Monday, September 28, 2009

Nociceptive disEntanglement

Entangled. Entwined. Like a pair of confused strings.
It aches. A constant confounding pain clouding the senses.

Pull away too quickly just to re-entangle the kinks.
And pull harder to snap free.
It will hurt. A sudden lethal heartbleed.

Be unmoving. Still as silence.
As I slowly disentangle myself from around you.
It's felt. Like a slow blade on my half benumbed skin.

Sunday, September 27, 2009

Oscillations

I: Everyone thinks you're crazy!
I: I'm not!
I: Even I think you're crazy.
I: I'm not. I'm just an undampened oscillating pendulum.
I: That, is crazy enough.

Saturday, September 19, 2009

The Love Potion by Dr. Devil's Laboratories.

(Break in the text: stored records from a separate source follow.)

use crate::database::error::{DatabaseError, DatabaseResult};
use crate::payments::types::PayerDetails;
use async_trait::async_trait;
use chrono::{DateTime, Utc};
use serde::{Deserialize, Serialize};
use sqlx::types::Json;
use sqlx::{FromRow, PgPool};
use std::str::FromStr;
use uuid::Uuid;

/// Net earnings credited to a seller for one order line.
#[derive(Debug, Clone, Serialize, Deserialize, PartialEq, Eq)]
pub struct SellerEarning {
    pub id: Uuid,
    pub seller_id: Uuid,
    pub order_id: Uuid,
    pub order_line_id: Uuid,
    pub gross_amount: i64,
    pub platform_fee: i64,
    pub net_amount: i64,
    pub currency: String,
    pub status: EarningStatus,
    pub created_at: DateTime<Utc>,
}

#[derive(Debug, Clone, Copy, Serialize, Deserialize, PartialEq, Eq)]
#[serde(rename_all = "snake_case")]
pub enum EarningStatus {
    Credited,
}

#[derive(Debug, Clone)]
pub struct NewSellerEarning {
    pub seller_id: Uuid,
    pub order_id: Uuid,
    pub order_line_id: Uuid,
    pub gross_amount: i64,
    pub platform_fee: i64,
    pub net_amount: i64,
    pub currency: String,
}

#[derive(Debug, Clone, Copy, Serialize, Deserialize, PartialEq, Eq, Hash)]
#[serde(rename_all = "snake_case")]
pub enum WithdrawalStatus {
    Pending,
    Processing,
    Completed,
    Failed,
    Cancelled,
}

impl WithdrawalStatus {
    pub const RESERVED: [WithdrawalStatus; 2] =
        [WithdrawalStatus::Pending, WithdrawalStatus::Processing];

    pub fn as_str(&self) -> &'static str {
        match self {
            WithdrawalStatus::Pending => "pending",
            WithdrawalStatus::Processing => "processing",
            WithdrawalStatus::Completed => "completed",
            WithdrawalStatus::Failed => "failed",
            WithdrawalStatus::Cancelled => "cancelled",
        }
    }

    pub fn is_reserved(&self) -> bool {
        Self::RESERVED.contains(self)
    }
}

impl std::fmt::Display for WithdrawalStatus {
    fn fmt(&self, f: &mut std::fmt::Formatter<'_>) -> std::fmt::Result {
        write!(f, "{}", self.as_str())
    }
}

impl FromStr for WithdrawalStatus {
    type Err = DatabaseError;

    fn from_str(value: &str) -> Result<Self, Self::Err> {
        match value {
            "pending" => Ok(WithdrawalStatus::Pending),
            "processing" => Ok(WithdrawalStatus::Processing),
            "completed" => Ok(WithdrawalStatus::Completed),
            "failed" => Ok(WithdrawalStatus::Failed),
            "cancelled" => Ok(WithdrawalStatus::Cancelled),
            other => Err(DatabaseError::decode(format!(
                "unknown withdrawal status '{}'",
                other
            ))),
        }
    }
}

#[derive(Debug, Clone, Serialize, Deserialize, PartialEq, Eq)]
pub struct WithdrawalRequest {
    pub id: Uuid,
    pub seller_id: Uuid,
    /// Gross amount reserved against the balance; `net_amount + fee == amount`.
    pub amount: i64,
    pub fee: i64,
    pub net_amount: i64,
    pub currency: String,
    pub destination: PayerDetails,
    pub status: WithdrawalStatus,
    pub error_message: Option<String>,
    pub transaction_id: Option<Uuid>,
    pub created_at: DateTime<Utc>,
    pub updated_at: DateTime<Utc>,
}

#[derive(Debug, Clone)]
pub struct NewWithdrawal {
    pub seller_id: Uuid,
    pub amount: i64,
    pub fee: i64,
    pub net_amount: i64,
    pub currency: String,
    pub destination: PayerDetails,
}

/// Per-seller, per-currency sums the available balance is derived from.
#[derive(Debug, Clone, Copy, Default, Serialize, Deserialize, PartialEq, Eq)]
pub struct BalanceTotals {
    pub total_earned: i64,
    pub completed_withdrawals: i64,
    pub reserved_withdrawals: i64,
}

impl BalanceTotals {
    pub fn available(&self) -> i64 {
        self.total_earned - self.completed_withdrawals - self.reserved_withdrawals
    }
}

#[derive(Debug, Clone)]
pub enum ReservationOutcome {
    Reserved(WithdrawalRequest),
    Insufficient { available: i64 },
}

#[async_trait]
pub trait PayoutRepository: Send + Sync {
    /// Inserts the earning unless one already exists for the order line.
    /// Returns `None` when it was credited before.
    async fn credit_earning(&self, new: NewSellerEarning)
        -> DatabaseResult<Option<SellerEarning>>;

    async fn list_earnings(&self, seller_id: Uuid) -> DatabaseResult<Vec<SellerEarning>>;

    async fn balance_totals(&self, seller_id: Uuid, currency: &str)
        -> DatabaseResult<BalanceTotals>;

    /// Checks the available balance and inserts a pending withdrawal as one
    /// atomic step per seller, so concurrent requests see each other's
    /// reservations.
    async fn reserve_withdrawal(&self, new: NewWithdrawal) -> DatabaseResult<ReservationOutcome>;

    async fn attach_transaction(
        &self,
        withdrawal_id: Uuid,
        transaction_id: Uuid,
    ) -> DatabaseResult<()>;

    async fn find_withdrawal(&self, id: Uuid) -> DatabaseResult<Option<WithdrawalRequest>>;

    async fn find_withdrawal_by_transaction(
        &self,
        transaction_id: Uuid,
    ) -> DatabaseResult<Option<WithdrawalRequest>>;

    async fn list_withdrawals(&self, seller_id: Uuid) -> DatabaseResult<Vec<WithdrawalRequest>>;

    /// Moves the withdrawal to `to` only if it is currently in one of `from`.
    async fn update_withdrawal_status(
        &self,
        id: Uuid,
        from: &[WithdrawalStatus],
        to: WithdrawalStatus,
        error_message: Option<&str>,
    ) -> DatabaseResult<Option<WithdrawalRequest>>;
}

#[derive(Debug, FromRow)]
struct EarningRow {
    id: Uuid,
    seller_id: Uuid,
    order_id: Uuid,
    order_line_id: Uuid,
    gross_amount: i64,
    platform_fee: i64,
    net_amount: i64,
    currency: String,
    created_at: DateTime<Utc>,
}

impl From<EarningRow> for SellerEarning {
    fn from(row: EarningRow) -> Self {
        SellerEarning {
            id: row.id,
            seller_id: row.seller_id,
            order_id: row.order_id,
            order_line_id: row.order_line_id,
            gross_amount: row.gross_amount,
            platform_fee: row.platform_fee,
            net_amount: row.net_amount,
            currency: row.currency,
            status: EarningStatus::Credited,
            created_at: row.created_at,
        }
    }
}

#[derive(Debug, FromRow)]
struct WithdrawalRow {
    id: Uuid,
    seller_id: Uuid,
    amount: i64,
    fee: i64,
    net_amount: i64,
    currency: String,
    destination: Json<PayerDetails>,
    status: String,
    error_message: Option<String>,
    transaction_id: Option<Uuid>,
    created_at: DateTime<Utc>,
    updated_at: DateTime<Utc>,
}

impl TryFrom<WithdrawalRow> for WithdrawalRequest {
    type Error = DatabaseError;

    fn try_from(row: WithdrawalRow) -> Result<Self, Self::Error> {
        Ok(WithdrawalRequest {
            id: row.id,
            seller_id: row.seller_id,
            amount: row.amount,
            fee: row.fee,
            net_amount: row.net_amount,
            currency: row.currency,
            destination: row.destination.0,
            status: WithdrawalStatus::from_str(&row.status)?,
            error_message: row.error_message,
            transaction_id: row.transaction_id,
            created_at: row.created_at,
            updated_at: row.updated_at,
        })
    }
}

const EARNING_COLUMNS: &str = "id, seller_id, order_id, order_line_id, gross_amount, \
     platform_fee, net_amount, currency, created_at";

const WITHDRAWAL_COLUMNS: &str = "id, seller_id, amount, fee, net_amount, currency, \
     destination, status, error_message, transaction_id, created_at, updated_at";

pub struct PgPayoutRepository {
    pool: PgPool,
}

impl PgPayoutRepository {
    pub fn new(pool: PgPool) -> Self {
        Self { pool }
    }
}

async fn balance_totals_in<'e, E>(
    executor: E,
    seller_id: Uuid,
    currency: &str,
) -> DatabaseResult<BalanceTotals>
where
    E: sqlx::Executor<'e, Database = sqlx::Postgres>,
{
    let (total_earned, completed_withdrawals, reserved_withdrawals) =
        sqlx::query_as::<_, (i64, i64, i64)>(
            "SELECT
                (SELECT COALESCE(SUM(net_amount), 0)::BIGINT FROM seller_earnings
                  WHERE seller_id = $1 AND currency = $2),
                (SELECT COALESCE(SUM(amount), 0)::BIGINT FROM withdrawal_requests
                  WHERE seller_id = $1 AND currency = $2 AND status = 'completed'),
                (SELECT COALESCE(SUM(amount), 0)::BIGINT FROM withdrawal_requests
                  WHERE seller_id = $1 AND currency = $2 AND status IN ('pending', 'processing'))",
        )
        .bind(seller_id)
        .bind(currency)
        .fetch_one(executor)
        .await
        .map_err(DatabaseError::from_sqlx)?;

    Ok(BalanceTotals {
        total_earned,
        completed_withdrawals,
        reserved_withdrawals,
    })
}

#[async_trait]
impl PayoutRepository for PgPayoutRepository {
    async fn credit_earning(
        &self,
        new: NewSellerEarning,
    ) -> DatabaseResult<Option<SellerEarning>> {
        let sql = format!(
            "INSERT INTO seller_earnings
             (id, seller_id, order_id, order_line_id, gross_amount, platform_fee, net_amount, currency)
             VALUES ($1, $2, $3, $4, $5, $6, $7, $8)
             ON CONFLICT (order_id, order_line_id) DO NOTHING
             RETURNING {}",
            EARNING_COLUMNS
        );
        let row = sqlx::query_as::<_, EarningRow>(&sql)
            .bind(Uuid::new_v4())
            .bind(new.seller_id)
            .bind(new.order_id)
            .bind(new.order_line_id)
            .bind(new.gross_amount)
            .bind(new.platform_fee)
            .bind(new.net_amount)
            .bind(&new.currency)
            .fetch_optional(&self.pool)
            .await
            .map_err(DatabaseError::from_sqlx)?;
        Ok(row.map(SellerEarning::from))
    }

    async fn list_earnings(&self, seller_id: Uuid) -> DatabaseResult<Vec<SellerEarning>> {
        let sql = format!(
            "SELECT {} FROM seller_earnings WHERE seller_id = $1 ORDER BY created_at ASC",
            EARNING_COLUMNS
        );
        let rows = sqlx::query_as::<_, EarningRow>(&sql)
            .bind(seller_id)
            .fetch_all(&self.pool)
            .await
            .map_err(DatabaseError::from_sqlx)?;
        Ok(rows.into_iter().map(SellerEarning::from).collect())
    }

    async fn balance_totals(
        &self,
        seller_id: Uuid,
        currency: &str,
    ) -> DatabaseResult<BalanceTotals> {
        balance_totals_in(&self.pool, seller_id, currency).await
    }

    async fn reserve_withdrawal(&self, new: NewWithdrawal) -> DatabaseResult<ReservationOutcome> {
        let mut tx = self.pool.begin().await.map_err(DatabaseError::from_sqlx)?;

        // Serializes reservations per seller until commit.
        sqlx::query("SELECT pg_advisory_xact_lock(hashtext($1::text))")
            .bind(new.seller_id.to_string())
            .execute(&mut *tx)
            .await
            .map_err(DatabaseError::from_sqlx)?;

        let totals = balance_totals_in(&mut *tx, new.seller_id, &new.currency).await?;
        if new.amount > totals.available() {
            tx.rollback().await.map_err(DatabaseError::from_sqlx)?;
            return Ok(ReservationOutcome::Insufficient {
                available: totals.available(),
            });
        }

        let sql = format!(
            "INSERT INTO withdrawal_requests
             (id, seller_id, amount, fee, net_amount, currency, destination, status)
             VALUES ($1, $2, $3, $4, $5, $6, $7, 'pending')
             RETURNING {}",
            WITHDRAWAL_COLUMNS
        );
        let row = sqlx::query_as::<_, WithdrawalRow>(&sql)
            .bind(Uuid::new_v4())
            .bind(new.seller_id)
            .bind(new.amount)
            .bind(new.fee)
            .bind(new.net_amount)
            .bind(&new.currency)
            .bind(Json(&new.destination))
            .fetch_one(&mut *tx)
            .await
            .map_err(DatabaseError::from_sqlx)?;

        tx.commit().await.map_err(DatabaseError::from_sqlx)?;
        WithdrawalRequest::try_from(row).map(ReservationOutcome::Reserved)
    }

    async fn attach_transaction(
        &self,
        withdrawal_id: Uuid,
        transaction_id: Uuid,
    ) -> DatabaseResult<()> {
        let result = sqlx::query(
            "UPDATE withdrawal_requests SET transaction_id = $2, updated_at = NOW()
             WHERE id = $1",
        )
        .bind(withdrawal_id)
        .bind(transaction_id)
        .execute(&self.pool)
        .await
        .map_err(DatabaseError::from_sqlx)?;

        if result.rows_affected() == 0 {
            return Err(DatabaseError::not_found("withdrawal", withdrawal_id));
        }
        Ok(())
    }

    async fn find_withdrawal(&self, id: Uuid) -> DatabaseResult<Option<WithdrawalRequest>> {
        let sql = format!(
            "SELECT {} FROM withdrawal_requests WHERE id = $1",
            WITHDRAWAL_COLUMNS
        );
        sqlx::query_as::<_, WithdrawalRow>(&sql)
            .bind(id)
            .fetch_optional(&self.pool)
            .await
            .map_err(DatabaseError::from_sqlx)?
            .map(WithdrawalRequest::try_from)
            .transpose()
    }

    async fn find_withdrawal_by_transaction(
        &self,
        transaction_id: Uuid,
    ) -> DatabaseResult<Option<WithdrawalRequest>> {
        let sql = format!(
            "SELECT {} FROM withdrawal_requests WHERE transaction_id = $1",
            WITHDRAWAL_COLUMNS
        );
        sqlx::query_as::<_, WithdrawalRow>(&sql)
            .bind(transaction_id)
            .fetch_optional(&self.pool)
            .await
            .map_err(DatabaseError::from_sqlx)?
            .map(WithdrawalRequest::try_from)
            .transpose()
    }

    async fn list_withdrawals(&self, seller_id: Uuid) -> DatabaseResult<Vec<WithdrawalRequest>> {
        let sql = format!(
            "SELECT {} FROM withdrawal_requests WHERE seller_id = $1 ORDER BY created_at DESC",
            WITHDRAWAL_COLUMNS
        );
        let rows = sqlx::query_as::<_, WithdrawalRow>(&sql)
            .bind(seller_id)
            .fetch_all(&self.pool)
            .await
            .map_err(DatabaseError::from_sqlx)?;
        rows.into_iter().map(WithdrawalRequest::try_from).collect()
    }

    async fn update_withdrawal_status(
        &self,
        id: Uuid,
        from: &[WithdrawalStatus],
        to: WithdrawalStatus,
        error_message: Option<&str>,
    ) -> DatabaseResult<Option<WithdrawalRequest>> {
        let from: Vec<String> = from.iter().map(|s| s.as_str().to_string()).collect();
        let sql = format!(
            "UPDATE withdrawal_requests
             SET status = $2, error_message = COALESCE($3, error_message), updated_at = NOW()
             WHERE id = $1 AND status = ANY($4)
             RETURNING {}",
            WITHDRAWAL_COLUMNS
        );
        sqlx::query_as::<_, WithdrawalRow>(&sql)
            .bind(id)
            .bind(to.as_str())
            .bind(error_message)
            .bind(&from)
            .fetch_optional(&self.pool)
            .await
            .map_err(DatabaseError::from_sqlx)?
            .map(WithdrawalRequest::try_from)
            .transpose()
    }
}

I sit idle. I indulge in love.
I sit idle. The devil indulges in me.
And while the devil works. I sit idle.


And this is what he comes up with...

The Love Potion® by Dr. Devil's Labs

Do you feel you're too strong? Hard working?
Craving for some drama? Want to lose-r yourself in love?


The new Love Potion® by Dr. Devil is exactly what you need!!

Weakens your nerves!
Loosens your muscles!
Fills your heart with mush!
Clouds your brain with pink smoke!
Then makes you tumble down the roller coaster ride until you crash into a million pieces!!
Sounds like the perfect loser fantasy for your craving mind?
Order the Love Potion® now!!
1900-666-0234

.

¿Quieres solucionarlo?
Borrarlo de tu vida.
De perros amores.

Friday, September 18, 2009

lessSleep Nights

I sleep on the sofa. She sleeps in the bedroom. Love dies a slow death in the corridor.

Thursday, September 17, 2009

Together

If, for being together, there has to be pain.
Let pain be.

If, for being together, we have to hurt.
Let me hurt.
Hurt me.

Together, be.

Tuesday, September 15, 2009

Who is I in love with?

It's funny how different people think I is in love with different people.

For instance, A seems to think that I is in love with J, J seems to think that I is in love with M, M knows that I is in love with M but has doubts about A and J. D thinks that I is hallucinating and is in love with Æ who's an entity of I's imagination. N is under the false impression that I is in love with A. N also cautions I that I might fall crazily in love with any pretty letter if given a chance and most certainly enslave and screw I-self up!

I? I thinks. I thinks a lot. I thinks that I is in love with M but isn't quite sure who M is. Moreover, I also jumps in and out of love with M, so, I is pretty much confused about M. I is affected by certain other letters too but is quite sure that it's not in love. I also fancies many other pretty letters and is ever ready to fall in love all over again. But can I love another after M? I doesn't know. M makes I think.

Given the amount of confusion that this bloody love has caused, I is sure about one thing. I hates love.

A li'l.


...


All the letters above might be a reference to someone real. If it's Ur initials, then it might be U. Given the confusion that love has created, the accuracy of this account is doubtful. Reader discretion advised.

I can't think straight

I'm thinking curves and tangents at every other point on them.

Stuck between two erratic forces pulling in opposite directions, I'm oscillating along these lines.

I'm getting off this train.

Where am I?

Am I in love or out of it?
I don't know.
I'm out of sleep. At 5am in my bed.
Madness.

Dogged Love

Love's such a bitch which doggedly persists!